2 impellers are in a turbo engine which are located in the exhaust flow and along the intake path. The exhaust side rotates as the exhaust gases flow and this turns the impeller on the intake effectively sucking in fresh air.
So the turbo essentially generates power from the waste exhaust gases. Although sticking a propeller in the exhaust flow will reduce the exhaust efficiency the power gains on offer more than make up for this.
So who invented the the turbo? Aircraft running on fuel were altitude restricted due to the thin air and lack of oxygen this contains. By using a turbo the air could be forced into the engine and allowed the aircraft to run at higher altitudes or faster at lower altitudes.
It was not long before someone saw the application in car engines and we started to see turbos arriving in popular cars. In recent times manufacturers have been forced to produce more economical cars. With a turbo you get more power per cc making an engine more efficient. It is the power gains that TorqueCars members are most interested in, although the economy is nice to have.
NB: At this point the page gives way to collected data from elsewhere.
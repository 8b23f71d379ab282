//! Message types for the controller ↔ host WebSocket protocol.
//!
//! # Frame envelope
//!
//! Every frame is a JSON text message with a `type` discriminant and a
//! `payload` object:
//!
//! ```json
//! {"type":"HELLO","payload":{"version":"1.0","token":"3f9c..."}}
//! {"type":"BUTTONS_LIST","payload":{"buttons":[...]}}
//! {"type":"PING","payload":{}}
//! ```
//!
//! # Why two message enums?
//!
//! The direction of each type is fixed.  [`ClientMessage`] holds the frames
//! a controller may send, [`ServerMessage`] the frames it reacts to.  A
//! controller that receives a client→host type (for example an echoed
//! `PONG`) treats it as well-formed but ignores it.

use serde::{Deserialize, Serialize};

use crate::domain::model::{ActionResult, Button, Profile, SystemStats};

/// Protocol version carried in `HELLO` and expected in `WELCOME`.
pub const PROTOCOL_VERSION: &str = "1.0";

/// Which side of the connection originates a message type.
#[derive(Debug, Clone, Copy, PartialEq, Eq)]
pub enum Direction {
    ClientToHost,
    HostToClient,
}

/// Every message type in the protocol.
#[derive(Debug, Clone, Copy, PartialEq, Eq, Hash, Serialize, Deserialize)]
#[serde(rename_all = "SCREAMING_SNAKE_CASE")]
pub enum MessageType {
    // Handshake
    Hello,
    Welcome,
    // Authentication
    AuthRequired,
    AuthResult,
    // Buttons and actions
    ButtonPressed,
    GetButtons,
    ButtonsList,
    ActionResult,
    Error,
    // Profiles
    GetProfiles,
    ProfilesList,
    SwitchProfile,
    ProfileSwitched,
    // Heartbeat
    Ping,
    Pong,
    // Monitoring
    SystemStats,
}

impl MessageType {
    /// All known types, in protocol order.
    pub const ALL: [MessageType; 16] = [
        MessageType::Hello,
        MessageType::Welcome,
        MessageType::AuthRequired,
        MessageType::AuthResult,
        MessageType::ButtonPressed,
        MessageType::GetButtons,
        MessageType::ButtonsList,
        MessageType::ActionResult,
        MessageType::Error,
        MessageType::GetProfiles,
        MessageType::ProfilesList,
        MessageType::SwitchProfile,
        MessageType::ProfileSwitched,
        MessageType::Ping,
        MessageType::Pong,
        MessageType::SystemStats,
    ];

    /// The `type` string used on the wire.
    pub fn as_str(self) -> &'static str {
        match self {
            MessageType::Hello => "HELLO",
            MessageType::Welcome => "WELCOME",
            MessageType::AuthRequired => "AUTH_REQUIRED",
            MessageType::AuthResult => "AUTH_RESULT",
            MessageType::ButtonPressed => "BUTTON_PRESSED",
            MessageType::GetButtons => "GET_BUTTONS",
            MessageType::ButtonsList => "BUTTONS_LIST",
            MessageType::ActionResult => "ACTION_RESULT",
            MessageType::Error => "ERROR",
            MessageType::GetProfiles => "GET_PROFILES",
            MessageType::ProfilesList => "PROFILES_LIST",
            MessageType::SwitchProfile => "SWITCH_PROFILE",
            MessageType::ProfileSwitched => "PROFILE_SWITCHED",
            MessageType::Ping => "PING",
            MessageType::Pong => "PONG",
            MessageType::SystemStats => "SYSTEM_STATS",
        }
    }

    /// Looks up a wire `type` string.  Returns `None` for types this build
    /// does not know.
    pub fn from_wire(s: &str) -> Option<Self> {
        Self::ALL.iter().copied().find(|t| t.as_str() == s)
    }

    /// Which side sends this type.
    pub fn direction(self) -> Direction {
        match self {
            MessageType::Hello
            | MessageType::ButtonPressed
            | MessageType::GetButtons
            | MessageType::GetProfiles
            | MessageType::SwitchProfile
            | MessageType::Pong => Direction::ClientToHost,
            _ => Direction::HostToClient,
        }
    }
}

impl std::fmt::Display for MessageType {
    fn fmt(&self, f: &mut std::fmt::Formatter<'_>) -> std::fmt::Result {
        f.write_str(self.as_str())
    }
}

// ── Controller → Host ─────────────────────────────────────────────────────────

/// Frames the controller sends.
///
/// Serde's adjacent tagging produces the `{"type":..., "payload":...}`
/// envelope directly.  Payload-less messages are empty struct variants so
/// they still carry `"payload":{}`.
#[derive(Debug, Clone, PartialEq, Eq, Serialize, Deserialize)]
#[serde(tag = "type", content = "payload", rename_all = "SCREAMING_SNAKE_CASE")]
pub enum ClientMessage {
    /// Handshake: first frame after the connection opens.
    Hello {
        version: String,
        token: Option<String>,
    },
    /// Ask the host to run a button's action.
    ButtonPressed {
        #[serde(rename = "buttonId")]
        button_id: String,
    },
    GetButtons {},
    GetProfiles {},
    SwitchProfile {
        #[serde(rename = "profileId")]
        profile_id: String,
    },
    Pong {},
}

impl ClientMessage {
    /// Builds the handshake for the current protocol version.
    pub fn hello(token: Option<String>) -> Self {
        ClientMessage::Hello {
            version: PROTOCOL_VERSION.to_string(),
            token,
        }
    }

    pub fn message_type(&self) -> MessageType {
        match self {
            ClientMessage::Hello { .. } => MessageType::Hello,
            ClientMessage::ButtonPressed { .. } => MessageType::ButtonPressed,
            ClientMessage::GetButtons {} => MessageType::GetButtons,
            ClientMessage::GetProfiles {} => MessageType::GetProfiles,
            ClientMessage::SwitchProfile { .. } => MessageType::SwitchProfile,
            ClientMessage::Pong {} => MessageType::Pong,
        }
    }
}

// ── Host → Controller ─────────────────────────────────────────────────────────

#[derive(Debug, Clone, PartialEq, Eq, Default, Serialize, Deserialize)]
pub struct WelcomePayload {
    #[serde(default)]
    pub version: Option<String>,
}

#[derive(Debug, Clone, PartialEq, Eq, Serialize, Deserialize)]
pub struct AuthResultPayload {
    pub success: bool,
    #[serde(default)]
    pub token: Option<String>,
}

#[derive(Debug, Clone, PartialEq, Serialize, Deserialize)]
pub struct ButtonsListPayload {
    pub buttons: Vec<Button>,
}

#[derive(Debug, Clone, PartialEq, Eq, Serialize, Deserialize)]
pub struct ProfilesListPayload {
    pub profiles: Vec<Profile>,
}

#[derive(Debug, Clone, PartialEq, Eq, Serialize, Deserialize)]
#[serde(rename_all = "camelCase")]
pub struct ProfileSwitchedPayload {
    pub profile_id: String,
}

#[derive(Debug, Clone, PartialEq, Eq, Default, Serialize, Deserialize)]
pub struct ErrorPayload {
    #[serde(default)]
    pub message: String,
}

/// Frames the controller reacts to.
#[derive(Debug, Clone, PartialEq)]
pub enum ServerMessage {
    Welcome(WelcomePayload),
    AuthRequired,
    AuthResult(AuthResultPayload),
    ButtonsList(ButtonsListPayload),
    ProfilesList(ProfilesListPayload),
    ProfileSwitched(ProfileSwitchedPayload),
    ActionResult(ActionResult),
    SystemStats(SystemStats),
    Ping,
    Error(ErrorPayload),
}

impl ServerMessage {
    pub fn message_type(&self) -> MessageType {
        match self {
            ServerMessage::Welcome(_) => MessageType::Welcome,
            ServerMessage::AuthRequired => MessageType::AuthRequired,
            ServerMessage::AuthResult(_) => MessageType::AuthResult,
            ServerMessage::ButtonsList(_) => MessageType::ButtonsList,
            ServerMessage::ProfilesList(_) => MessageType::ProfilesList,
            ServerMessage::ProfileSwitched(_) => MessageType::ProfileSwitched,
            ServerMessage::ActionResult(_) => MessageType::ActionResult,
            ServerMessage::SystemStats(_) => MessageType::SystemStats,
            ServerMessage::Ping => MessageType::Ping,
            ServerMessage::Error(_) => MessageType::Error,
        }
    }
}

// ── Tests ─────────────────────────────────────────────────────────────────────

#[cfg(test)]
mod tests {
    use super::*;
    use serde_json::json;

    #[test]
    fn test_hello_serializes_version_and_null_token() {
        // Arrange
        let msg = ClientMessage::hello(None);

        // Act
        let value = serde_json::to_value(&msg).unwrap();

        // Assert
        assert_eq!(
            value,
            json!({"type": "HELLO", "payload": {"version": "1.0", "token": null}})
        );
    }

    #[test]
    fn test_pong_carries_empty_payload_object() {
        let value = serde_json::to_value(ClientMessage::Pong {}).unwrap();
        assert_eq!(value, json!({"type": "PONG", "payload": {}}));
    }

    #[test]
    fn test_switch_profile_uses_camel_case_field() {
        let msg = ClientMessage::SwitchProfile {
            profile_id: "p2".to_string(),
        };
        let value = serde_json::to_value(&msg).unwrap();
        assert_eq!(
            value,
            json!({"type": "SWITCH_PROFILE", "payload": {"profileId": "p2"}})
        );
    }

    #[test]
    fn test_button_pressed_uses_camel_case_field() {
        let msg = ClientMessage::ButtonPressed {
            button_id: "b7".to_string(),
        };
        let value = serde_json::to_value(&msg).unwrap();
        assert_eq!(value["payload"]["buttonId"], "b7");
    }

    #[test]
    fn test_from_wire_knows_every_type() {
        for t in MessageType::ALL {
            assert_eq!(MessageType::from_wire(t.as_str()), Some(t));
        }
        assert_eq!(MessageType::from_wire("TELEPORT"), None);
    }

    #[test]
    fn test_as_str_matches_serde_name() {
        for t in MessageType::ALL {
            let serde_name = serde_json::to_value(t).unwrap();
            assert_eq!(serde_name, json!(t.as_str()));
        }
    }

    #[test]
    fn test_directions() {
        assert_eq!(MessageType::Hello.direction(), Direction::ClientToHost);
        assert_eq!(MessageType::Pong.direction(), Direction::ClientToHost);
        assert_eq!(MessageType::Ping.direction(), Direction::HostToClient);
        assert_eq!(MessageType::ProfileSwitched.direction(), Direction::HostToClient);
    }

    #[test]
    fn test_client_message_type_names() {
        assert_eq!(ClientMessage::GetButtons {}.message_type(), MessageType::GetButtons);
        assert_eq!(ClientMessage::hello(None).message_type(), MessageType::Hello);
    }
}
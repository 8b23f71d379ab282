//! Infrastructure layer for the controller.
//!
//! Contains the adapters behind the application-layer traits plus the
//! WebSocket driver.
//!
//! **Dependency rule**: this layer may depend on `application` and
//! `slate_core`, but MUST NOT be imported by the `application` layer
//! (tests excepted).
//!
//! # Sub-modules
//!
//! - **`config`** – `ControllerConfig` TOML persistence in the platform
//!   config directory.
//!
//! - **`host_api`** – `reqwest` client for the host's REST endpoints.  It
//!   implements `PairingExchange` for the auth session.
//!
//! - **`location`** – `LaunchUrl`, the controller's visible location bar.
//!
//! - **`network`** – The sync service: owns the single WebSocket, runs the
//!   `ConnectionMachine` directives, feeds frames through the handler, and
//!   executes effects.
//!
//! - **`token_store`** – In-memory and TOML-file `TokenStore` backends.

pub mod config;
pub mod host_api;
pub mod location;
pub mod network;
pub mod token_store;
The potential for turbo tuning power gains is massive. Most engines are over engineered for reliability and can take increases in power of 30-50%. Some engines can support even larger power gains. There is little surprise that in our 2 most tunable engines report, both are turbo driven.
With the advent of modern engine computer control we get a method of maximising the power produced by the turbo.
For example the exhaust gases are vented away from the turbo when certain levels of boost are reached. With a remap you can overcome this limitation. Fuel delivery also needs to matched to avoid running a lean mixture so the computer controls the timing and quantities of fuel delivery. Please review the articles on Remaps,BOVs, Boost controllers for more detailed information.
Are there any drawbacks to turbo engines? Until the exhaust gases start to flow quickly enough there is little the turbo can do. This is manifest in what is referred to as lag where the engine seems lifeless until the turbo kicks in. The bigger the turbo the greater the lag problem. Also when you compress air you heat it up and as we all know hot air carries less oxygen than colder air. This is easily solved with an intercooler.
No longer are we limited to a single turbo. Many cars now come equipped with Twin Turbos such as the GTO and Nissan 300zx. Big turbos are also on offer and this is the usual path an upgrader will take. We also see triple and quad turbo setups with boost controllers kicking in each turbo as exhaust flow increases for a steady power delivery.
Uprating turbos.
Adding a turbo to a standard engine is another option but there are quite a few considerations so read our turbo uprating article for a brief overview of some of the obstacles you will encounter.
Turbos are one of the best innovations in automotive engine technology.
They allow a small engine to produce similar power to much larger engines.
This enables the engine to be more efficient and with the move away from large V6 and V8 engines the turbo enables a manufacturer to build a car which has both economy and performance.
Your main aim in tuning a turbo is to enhance the airflow through the turbo. This applies equally well on the exhaust and intake side. Enlarging the intake channel and polishing the internal surfaces will dramatically reduce internal friction.
Many turbos and exhaust manifolds are cast and the casting process leaves seams and pits which dramatically affect air flow.
Using ball bearings instead of thrust bearings will allow the turbo to spool up more quickly. Ball bearings also last longer than trust bearings. Ceramic bearings have also been used for their heat resistant properties.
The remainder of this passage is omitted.